The task: Please return every line from the entries that has the string "login" in it.

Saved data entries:
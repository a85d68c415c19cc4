//! Report Fetcher flow
//!
//! One run:
//! 1. login → open the sales report form
//! 2. per branch: card-type filters → report options → run → wait for the
//!    download → rename (or screenshot) → clear
//! 3. release the browser, whatever happened

use std::path::PathBuf;

use anyhow::{Context, Result};
use tokio::fs;
use tracing::{error, info, warn};

use crate::config::FetcherConfig;
use crate::models::{screenshot_file_name, BranchId, DateRange};
use crate::portal::ReportPortal;
use crate::services::DownloadWatcher;
use crate::utils::logging::log_item_start;

/// Result for a single branch
#[derive(Debug, Clone, PartialEq, Eq)]
pub enum FetchOutcome {
    /// Report saved as `filial<ID>.pdf`
    Saved { path: PathBuf, size: u64 },
    /// Nothing downloaded; screenshot path when one could be taken
    Missing { screenshot: Option<PathBuf> },
}

/// Per-run tally, used for the closing log lines
#[derive(Debug, Default)]
pub struct FetchSummary {
    pub outcomes: Vec<(BranchId, FetchOutcome)>,
}

impl FetchSummary {
    pub fn saved(&self) -> usize {
        self.outcomes
            .iter()
            .filter(|(_, o)| matches!(o, FetchOutcome::Saved { .. }))
            .count()
    }

    pub fn missing(&self) -> usize {
        self.outcomes.len() - self.saved()
    }
}

/// Report Fetcher
///
/// Owns the portal session for the duration of the run.
pub struct ReportFetcher<P: ReportPortal> {
    portal: P,
    config: FetcherConfig,
    watcher: DownloadWatcher,
}

impl<P: ReportPortal> ReportFetcher<P> {
    pub fn new(portal: P, config: FetcherConfig) -> Self {
        let watcher = DownloadWatcher::new(config.download_dir.clone(), config.poll_interval);
        Self {
            portal,
            config,
            watcher,
        }
    }

    /// Fetch every configured branch for `range`. The portal session is shut
    /// down before returning, on success and on failure.
    pub async fn run(mut self, range: DateRange) -> Result<FetchSummary> {
        let result = self.fetch_all(range).await;
        self.portal.shutdown().await;
        result
    }

    async fn fetch_all(&mut self, range: DateRange) -> Result<FetchSummary> {
        fs::create_dir_all(&self.config.download_dir)
            .await
            .with_context(|| {
                format!(
                    "failed to create download dir {}",
                    self.config.download_dir.display()
                )
            })?;
        info!("📁 Download directory: {}", self.config.download_dir.display());
        info!("📅 Report period: {}", range);

        self.portal
            .login(&self.config.username, &self.config.password)
            .await
            .context("portal login failed")?;
        self.portal
            .open_report_form()
            .await
            .context("failed to open the sales report form")?;

        let mut summary = FetchSummary::default();
        let branches = self.config.branch_ids.clone();
        let total = branches.len();

        for (index, branch) in branches.into_iter().enumerate() {
            log_item_start(&format!("Branch {}", branch), index + 1, total);
            let outcome = self
                .fetch_branch(branch, &range)
                .await
                .with_context(|| format!("report run for branch {} failed", branch))?;
            summary.outcomes.push((branch, outcome));
        }

        Ok(summary)
    }

    async fn fetch_branch(&mut self, branch: BranchId, range: &DateRange) -> Result<FetchOutcome> {
        // Filters are rebuilt for every branch; the previous clear wiped them
        for code in &self.config.card_types {
            self.portal.add_card_type(code).await?;
        }
        self.portal.configure_report(range, branch).await?;

        // Anything already in the download dir belongs to an earlier run
        let baseline = self.watcher.baseline().await?;

        info!("Triggering report download...");
        self.portal.run_report().await?;
        info!("Download has started.");

        let outcome = match self
            .watcher
            .wait_for_download(&baseline, self.config.download_timeout)
            .await?
        {
            Some(downloaded) => {
                let (path, size) = self.watcher.finalize(&downloaded, branch).await?;
                info!(
                    "✓ File renamed to {}. Size: {} bytes",
                    path.file_name().unwrap_or_default().to_string_lossy(),
                    size
                );
                FetchOutcome::Saved { path, size }
            }
            None => {
                error!(
                    "❌ Download failed for branch {}: no PDF after {:?}",
                    branch, self.config.download_timeout
                );
                let screenshot = self.save_screenshot(branch).await;
                FetchOutcome::Missing { screenshot }
            }
        };

        info!("Clearing selection...");
        self.portal.clear_filters().await?;

        Ok(outcome)
    }

    async fn save_screenshot(&mut self, branch: BranchId) -> Option<PathBuf> {
        let path = self
            .config
            .screenshot_dir
            .join(screenshot_file_name(branch));

        if let Err(e) = fs::create_dir_all(&self.config.screenshot_dir).await {
            warn!(
                "⚠️ cannot create screenshot dir {}: {}",
                self.config.screenshot_dir.display(),
                e
            );
            return None;
        }

        match self.portal.capture_screenshot(&path).await {
            Ok(()) => {
                info!("📸 Screenshot saved to {}", path.display());
                Some(path)
            }
            Err(e) => {
                warn!("⚠️ Screenshot failed for branch {}: {}", branch, e);
                None
            }
        }
    }
}
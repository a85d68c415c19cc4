pub mod page_driver;

pub use page_driver::PageDriver;
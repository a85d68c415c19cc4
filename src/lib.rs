//! # POS report relay
//!
//! Two batch stages sharing one directory of PDF reports:
//!
//! - **fetch** (`fetch_reports`): signs into the sales portal with a headless
//!   browser, runs the "Relação de Vendas" report once per branch and saves
//!   each download as `filial<ID>.pdf`.
//! - **send** (`send_reports`): deletes the reports the portal rendered
//!   empty and mails the rest to the branch recipients.
//!
//! ## Layers
//!
//! ```text
//! workflow      ReportFetcher / ReportDistributor
//!     ↓
//! portal        ReportPortal (ChromePortal)      clients   MailSender (GmailClient)
//!     ↓                                          services  download watcher / pdf / mail
//! infrastructure  PageDriver
//!     ↓
//! browser       headless Chromium session
//! ```

pub mod browser;
pub mod clients;
pub mod config;
pub mod error;
pub mod infrastructure;
pub mod models;
pub mod portal;
pub mod services;
pub mod utils;
pub mod workflow;

pub use config::{DistributorConfig, FetcherConfig};
pub use error::{AppError, AppResult};
pub use models::{BranchId, DateRange, EmailMapping};
pub use portal::{ChromePortal, ReportPortal};
pub use workflow::{DistributionSummary, FetchOutcome, FetchSummary, ReportDistributor, ReportFetcher};
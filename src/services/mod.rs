pub mod download_watcher;
pub mod mail_composer;
pub mod pdf_inspector;

pub use download_watcher::{DownloadBaseline, DownloadWatcher};
pub use mail_composer::{encode_raw, render_body, ReportEmail};
pub use pdf_inspector::{classify, PdfOxideExtractor, ReportStatus, TextExtractor};
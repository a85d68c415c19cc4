//! Mail composition - capability layer
//!
//! Builds the RFC-5322 message for one report and encodes it the way the
//! mail API expects it.

use base64::engine::general_purpose::URL_SAFE;
use base64::Engine;
use lettre::message::header::ContentType;
use lettre::message::{Attachment, Mailbox, MultiPart, SinglePart};
use lettre::Message;

use crate::error::MailError;

/// Placeholder substituted in the body template
pub const BRANCH_KEY_PLACEHOLDER: &str = "{filial_key}";

/// Everything that goes into one report email
#[derive(Debug, Clone)]
pub struct ReportEmail<'a> {
    pub sender: &'a str,
    pub recipient: &'a str,
    pub subject: &'a str,
    pub body: String,
    pub attachment_name: &'a str,
    pub attachment: Vec<u8>,
}

/// Fill the body template for a branch key. `{{` and `}}` are literal braces.
pub fn render_body(template: &str, branch_key: &str) -> String {
    let mut body = String::with_capacity(template.len() + branch_key.len());
    let mut rest = template;
    while let Some(pos) = rest.find(|c| c == '{' || c == '}') {
        body.push_str(&rest[..pos]);
        let tail = &rest[pos..];
        let consumed = if tail.starts_with("{{") {
            body.push('{');
            2
        } else if tail.starts_with("}}") {
            body.push('}');
            2
        } else if tail.starts_with(BRANCH_KEY_PLACEHOLDER) {
            body.push_str(branch_key);
            BRANCH_KEY_PLACEHOLDER.len()
        } else {
            body.push_str(&tail[..1]);
            1
        };
        rest = &tail[consumed..];
    }
    body.push_str(rest);
    body
}

impl ReportEmail<'_> {
    /// Serialize to RFC-5322 bytes
    pub fn to_rfc5322(&self) -> Result<Vec<u8>, MailError> {
        let from: Mailbox = parse_mailbox(self.sender)?;
        let to: Mailbox = parse_mailbox(self.recipient)?;
        let pdf = ContentType::parse("application/pdf").map_err(compose_error)?;

        let message = Message::builder()
            .from(from)
            .to(to)
            .subject(self.subject)
            .multipart(
                MultiPart::mixed()
                    .singlepart(SinglePart::plain(self.body.clone()))
                    .singlepart(
                        Attachment::new(self.attachment_name.to_string())
                            .body(self.attachment.clone(), pdf),
                    ),
            )
            .map_err(compose_error)?;

        Ok(message.formatted())
    }
}

/// base64url transport encoding of a raw message
pub fn encode_raw(message: &[u8]) -> String {
    URL_SAFE.encode(message)
}

fn parse_mailbox(address: &str) -> Result<Mailbox, MailError> {
    address.parse().map_err(|e| MailError::ComposeFailed {
        reason: format!("invalid address '{}': {}", address, e),
    })
}

fn compose_error(e: impl std::fmt::Display) -> MailError {
    MailError::ComposeFailed {
        reason: e.to_string(),
    }
}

Written reply:
//! 1. login → open the sales report form
            .login(&self.config.username, &self.config.password)
            .context("portal login failed")?;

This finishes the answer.